YOUR INSTRUCTIONS – Reading the data below, count the lines that carry the string "StepPreview". Give nothing but the count.

# # # # # # #

//! Step renderers: one per wizard step.
//!
//! Each renderer binds its field subset to views, computes a live preview
//! derived from the form, and reports the validity of its fields. Rendering
//! has no side effects.

use std::collections::BTreeMap;

use serde::Serialize;

use super::files::format_size;
use super::form::{FormState, ResponseStyle};
use super::schema::{Field, Schema, StepValidation, step_fields};
use super::state::WizardStep;
use super::submission::{NOT_APPLICABLE, build_system_prompt, temperature};
use super::templates::is_listed_industry;

/// One bound input.
#[derive(Debug, Clone, Serialize)]
pub struct FieldView {
    pub field: Field,
    pub label: &'static str,
    pub value: serde_json::Value,
    #[serde(skip_serializing_if = "Option::is_none")]
    pub error: Option<String>,
}

/// A labelled line in a preview pane.
#[derive(Debug, Clone, Serialize)]
pub struct PreviewItem {
    pub label: String,
    pub value: String,
}

impl PreviewItem {
    fn new(label: impl Into<String>, value: impl Into<String>) -> Self {
        Self {
            label: label.into(),
            value: value.into(),
        }
    }
}

/// Live preview shown next to a step's inputs.
#[derive(Debug, Clone, Serialize)]
pub struct StepPreview {
    pub heading: String,
    #[serde(skip_serializing_if = "Option::is_none")]
    pub sample_response: Option<String>,
    pub items: Vec<PreviewItem>,
}

/// Everything needed to draw one step.
#[derive(Debug, Clone, Serialize)]
pub struct StepView {
    pub step: WizardStep,
    pub number: u8,
    pub title: &'static str,
    pub fields: Vec<FieldView>,
    pub preview: StepPreview,
    pub valid: bool,
}

/// Renders one wizard step.
pub trait StepRenderer: Send + Sync {
    fn step(&self) -> WizardStep;

    /// Derived preview for the current form.
    fn preview(&self, form: &FormState) -> StepPreview;

    fn fields(&self) -> &'static [Field] {
        step_fields(self.step())
    }

    fn validity(&self, form: &FormState, schema: &Schema) -> StepValidation {
        schema.validate_step(form, self.step())
    }

    /// Bind fields, attach the inline errors the user has already seen, and
    /// compute the preview.
    fn render(
        &self,
        form: &FormState,
        schema: &Schema,
        shown_errors: &BTreeMap<Field, String>,
    ) -> StepView {
        let step = self.step();
        let fields = self
            .fields()
            .iter()
            .map(|&field| FieldView {
                field,
                label: field.label(),
                value: form.value_of(field),
                error: shown_errors.get(&field).cloned(),
            })
            .collect();

        StepView {
            step,
            number: step.number(),
            title: step.title(),
            fields,
            preview: self.preview(form),
            valid: self.validity(form, schema).is_valid(),
        }
    }
}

# # # # # # #

ANSWER TO THE PROBLEM – 3